Exercise goal. Reproduce only the stretch of entries below that begins at the first line and ends at the line holding "the real filesystem".

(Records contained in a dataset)
______

//! Key-value persistence for the campus website editor.
//!
//! This crate provides a [`KeyValueStore`] trait for the single slot the
//! content document is persisted under. Keeping the store behind a trait
//! enables:
//!
//! - **Unit testing** without touching the real filesystem
//! - **Backend flexibility** (local directory today, anything keyed tomorrow)
//! - **Clean separation** between the content store and I/O operations
//!
//! # Architecture
//!
//! The crate provides:
//! - [`KeyValueStore`] trait with `get()`, `set()`, and `remove()` methods
//! - [`FsStore`] implementation that keeps one JSON file per key
//! - [`MemoryStore`] for testing (behind `mock` feature flag)
//!
//! # Example
//!
//! ```ignore
//! use std::path::PathBuf;
//! use cw_storage::{FsStore, KeyValueStore};
//!
//! let store = FsStore::new(PathBuf::from(".cw"));
//! store.set("campus-website-data", "{}")?;
//! assert_eq!(store.get("campus-website-data")?, Some("{}".to_owned()));
//! ```

mod fs;
#[cfg(feature = "mock")]
mod mock;
mod storage;

pub use fs::FsStore;
#[cfg(feature = "mock")]
pub use mock::MemoryStore;
pub use storage::{KeyValueStore, StorageError, StorageErrorKind, validate_key};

______

Task solution.
//! Key-value persistence for the campus website editor.
//!
//! This crate provides a [`KeyValueStore`] trait for the single slot the
//! content document is persisted under. Keeping the store behind a trait
//! enables:
//!
//! - **Unit testing** without touching the real filesystem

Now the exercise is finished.